▸ INSTRUCTIONS FOR THE TASK
Which lines below include "Some"? Copy them all.

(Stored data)

—————

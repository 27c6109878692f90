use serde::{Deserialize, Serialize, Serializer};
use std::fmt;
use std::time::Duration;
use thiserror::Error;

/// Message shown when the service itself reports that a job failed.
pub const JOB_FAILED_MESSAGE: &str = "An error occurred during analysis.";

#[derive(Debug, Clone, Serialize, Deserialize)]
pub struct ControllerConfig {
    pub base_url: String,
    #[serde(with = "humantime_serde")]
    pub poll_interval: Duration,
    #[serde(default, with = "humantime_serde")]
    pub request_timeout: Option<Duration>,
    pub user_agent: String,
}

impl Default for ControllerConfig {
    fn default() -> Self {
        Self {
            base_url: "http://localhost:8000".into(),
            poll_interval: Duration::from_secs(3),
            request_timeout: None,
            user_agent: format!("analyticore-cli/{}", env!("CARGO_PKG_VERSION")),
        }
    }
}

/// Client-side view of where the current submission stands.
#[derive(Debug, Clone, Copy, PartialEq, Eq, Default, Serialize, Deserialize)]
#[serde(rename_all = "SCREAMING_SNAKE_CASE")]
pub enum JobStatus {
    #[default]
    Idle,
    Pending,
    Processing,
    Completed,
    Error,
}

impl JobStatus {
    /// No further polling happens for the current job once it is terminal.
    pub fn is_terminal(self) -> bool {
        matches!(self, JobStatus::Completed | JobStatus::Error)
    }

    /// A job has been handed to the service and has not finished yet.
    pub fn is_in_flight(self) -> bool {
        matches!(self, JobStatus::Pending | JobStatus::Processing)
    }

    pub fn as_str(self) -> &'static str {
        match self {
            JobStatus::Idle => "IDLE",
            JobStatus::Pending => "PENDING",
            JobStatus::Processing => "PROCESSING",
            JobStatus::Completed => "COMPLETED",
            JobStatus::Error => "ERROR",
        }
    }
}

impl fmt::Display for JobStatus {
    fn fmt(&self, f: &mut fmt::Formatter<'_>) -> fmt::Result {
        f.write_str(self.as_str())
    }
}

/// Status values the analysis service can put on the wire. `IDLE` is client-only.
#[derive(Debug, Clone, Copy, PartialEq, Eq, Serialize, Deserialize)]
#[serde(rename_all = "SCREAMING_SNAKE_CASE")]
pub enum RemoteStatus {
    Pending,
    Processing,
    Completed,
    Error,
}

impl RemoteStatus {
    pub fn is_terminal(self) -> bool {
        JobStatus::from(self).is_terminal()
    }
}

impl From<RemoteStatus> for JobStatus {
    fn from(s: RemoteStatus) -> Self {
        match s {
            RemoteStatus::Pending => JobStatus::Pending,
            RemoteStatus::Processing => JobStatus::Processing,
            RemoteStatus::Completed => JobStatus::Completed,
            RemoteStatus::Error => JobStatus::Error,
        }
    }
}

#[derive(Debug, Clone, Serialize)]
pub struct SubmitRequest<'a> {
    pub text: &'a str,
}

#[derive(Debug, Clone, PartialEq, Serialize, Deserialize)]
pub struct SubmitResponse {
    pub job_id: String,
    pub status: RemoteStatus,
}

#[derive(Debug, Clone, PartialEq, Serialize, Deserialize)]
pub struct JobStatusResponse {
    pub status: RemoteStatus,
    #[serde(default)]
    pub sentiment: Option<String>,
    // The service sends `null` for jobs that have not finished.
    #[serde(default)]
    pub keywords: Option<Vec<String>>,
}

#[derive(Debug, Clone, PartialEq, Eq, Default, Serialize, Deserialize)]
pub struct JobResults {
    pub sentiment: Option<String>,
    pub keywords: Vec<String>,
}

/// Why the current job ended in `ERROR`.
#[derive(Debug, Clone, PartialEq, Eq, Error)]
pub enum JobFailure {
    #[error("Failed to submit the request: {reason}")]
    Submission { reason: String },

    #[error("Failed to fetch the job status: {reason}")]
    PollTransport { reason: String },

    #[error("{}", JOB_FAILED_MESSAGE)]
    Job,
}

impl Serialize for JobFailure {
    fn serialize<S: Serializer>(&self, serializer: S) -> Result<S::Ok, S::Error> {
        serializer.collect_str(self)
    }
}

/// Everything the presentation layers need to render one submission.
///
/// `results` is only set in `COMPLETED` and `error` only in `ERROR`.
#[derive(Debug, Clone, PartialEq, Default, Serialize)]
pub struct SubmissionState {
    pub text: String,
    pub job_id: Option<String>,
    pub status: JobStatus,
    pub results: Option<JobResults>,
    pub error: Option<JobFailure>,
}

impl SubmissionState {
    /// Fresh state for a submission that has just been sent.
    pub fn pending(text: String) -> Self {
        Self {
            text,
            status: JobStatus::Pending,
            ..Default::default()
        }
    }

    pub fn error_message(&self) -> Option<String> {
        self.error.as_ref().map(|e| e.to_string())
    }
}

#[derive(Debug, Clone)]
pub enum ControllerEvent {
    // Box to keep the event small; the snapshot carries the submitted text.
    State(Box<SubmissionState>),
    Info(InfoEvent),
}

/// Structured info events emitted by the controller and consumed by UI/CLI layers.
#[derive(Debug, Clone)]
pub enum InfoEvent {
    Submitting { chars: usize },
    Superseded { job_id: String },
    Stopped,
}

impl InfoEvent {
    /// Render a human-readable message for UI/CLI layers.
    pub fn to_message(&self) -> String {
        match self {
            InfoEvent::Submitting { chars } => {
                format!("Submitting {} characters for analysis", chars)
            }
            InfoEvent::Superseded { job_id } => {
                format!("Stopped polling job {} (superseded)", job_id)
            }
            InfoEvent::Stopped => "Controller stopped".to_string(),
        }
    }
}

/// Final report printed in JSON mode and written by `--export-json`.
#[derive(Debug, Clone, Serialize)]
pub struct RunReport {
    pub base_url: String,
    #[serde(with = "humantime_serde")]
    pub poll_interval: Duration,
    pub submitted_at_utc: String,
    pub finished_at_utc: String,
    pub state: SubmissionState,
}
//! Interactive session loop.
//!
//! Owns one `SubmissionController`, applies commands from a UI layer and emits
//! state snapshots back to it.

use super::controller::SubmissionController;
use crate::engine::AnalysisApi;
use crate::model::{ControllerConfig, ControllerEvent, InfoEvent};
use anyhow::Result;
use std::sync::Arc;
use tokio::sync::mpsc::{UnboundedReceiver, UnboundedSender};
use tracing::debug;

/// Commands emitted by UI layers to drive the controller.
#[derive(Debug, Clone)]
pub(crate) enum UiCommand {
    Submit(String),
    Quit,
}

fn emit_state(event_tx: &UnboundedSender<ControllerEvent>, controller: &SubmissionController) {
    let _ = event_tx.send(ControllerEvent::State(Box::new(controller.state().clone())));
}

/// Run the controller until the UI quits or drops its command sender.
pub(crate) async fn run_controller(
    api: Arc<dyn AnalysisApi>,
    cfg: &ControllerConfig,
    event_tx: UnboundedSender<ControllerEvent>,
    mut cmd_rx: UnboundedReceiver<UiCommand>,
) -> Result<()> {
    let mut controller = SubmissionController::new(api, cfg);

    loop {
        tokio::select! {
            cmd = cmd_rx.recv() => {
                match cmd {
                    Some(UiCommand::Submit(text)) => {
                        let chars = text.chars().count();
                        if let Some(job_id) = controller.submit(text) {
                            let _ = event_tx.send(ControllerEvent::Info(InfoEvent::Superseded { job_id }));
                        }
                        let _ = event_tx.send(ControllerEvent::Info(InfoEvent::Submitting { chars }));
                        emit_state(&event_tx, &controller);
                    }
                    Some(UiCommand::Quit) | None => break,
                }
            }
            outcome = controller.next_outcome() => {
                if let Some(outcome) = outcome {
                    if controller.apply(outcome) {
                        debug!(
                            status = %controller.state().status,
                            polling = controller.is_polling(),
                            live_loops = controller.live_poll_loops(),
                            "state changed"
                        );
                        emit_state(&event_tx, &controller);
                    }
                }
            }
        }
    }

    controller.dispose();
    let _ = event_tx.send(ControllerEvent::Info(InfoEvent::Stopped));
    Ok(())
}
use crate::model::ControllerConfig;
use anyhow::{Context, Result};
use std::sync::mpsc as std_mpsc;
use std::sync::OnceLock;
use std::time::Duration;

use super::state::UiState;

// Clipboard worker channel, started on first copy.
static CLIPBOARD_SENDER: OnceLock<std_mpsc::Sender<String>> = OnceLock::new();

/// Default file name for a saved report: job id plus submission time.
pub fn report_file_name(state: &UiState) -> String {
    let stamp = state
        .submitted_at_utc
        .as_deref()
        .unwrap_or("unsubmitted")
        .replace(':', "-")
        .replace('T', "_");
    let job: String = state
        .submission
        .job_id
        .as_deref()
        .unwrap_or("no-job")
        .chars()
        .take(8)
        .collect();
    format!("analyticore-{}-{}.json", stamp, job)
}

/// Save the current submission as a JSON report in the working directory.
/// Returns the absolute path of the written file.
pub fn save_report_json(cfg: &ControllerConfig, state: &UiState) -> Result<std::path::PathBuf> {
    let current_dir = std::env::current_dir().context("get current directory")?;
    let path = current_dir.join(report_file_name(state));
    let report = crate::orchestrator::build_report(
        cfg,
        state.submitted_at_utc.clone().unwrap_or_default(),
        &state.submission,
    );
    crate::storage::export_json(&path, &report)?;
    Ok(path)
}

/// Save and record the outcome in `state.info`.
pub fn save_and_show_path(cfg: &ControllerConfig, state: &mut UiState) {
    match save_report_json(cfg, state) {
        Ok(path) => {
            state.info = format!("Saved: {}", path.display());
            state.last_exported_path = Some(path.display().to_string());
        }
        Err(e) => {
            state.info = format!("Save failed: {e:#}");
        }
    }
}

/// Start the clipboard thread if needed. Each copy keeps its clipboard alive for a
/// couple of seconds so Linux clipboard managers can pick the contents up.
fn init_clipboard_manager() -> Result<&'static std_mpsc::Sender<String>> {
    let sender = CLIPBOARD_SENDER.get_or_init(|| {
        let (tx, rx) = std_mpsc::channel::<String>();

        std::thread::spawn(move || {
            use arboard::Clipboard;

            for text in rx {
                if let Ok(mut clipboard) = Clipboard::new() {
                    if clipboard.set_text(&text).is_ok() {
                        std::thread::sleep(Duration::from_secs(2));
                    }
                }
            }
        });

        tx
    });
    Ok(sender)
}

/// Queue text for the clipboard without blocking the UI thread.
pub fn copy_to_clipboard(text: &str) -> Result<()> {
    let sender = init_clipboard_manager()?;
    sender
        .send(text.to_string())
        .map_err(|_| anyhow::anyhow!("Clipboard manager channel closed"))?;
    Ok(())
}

—————

▸ EXERCISE RESPONSE
                    Some(UiCommand::Submit(text)) => {
                        if let Some(job_id) = controller.submit(text) {
                    Some(UiCommand::Quit) | None => break,
                if let Some(outcome) = outcome {
            state.last_exported_path = Some(path.display().to_string());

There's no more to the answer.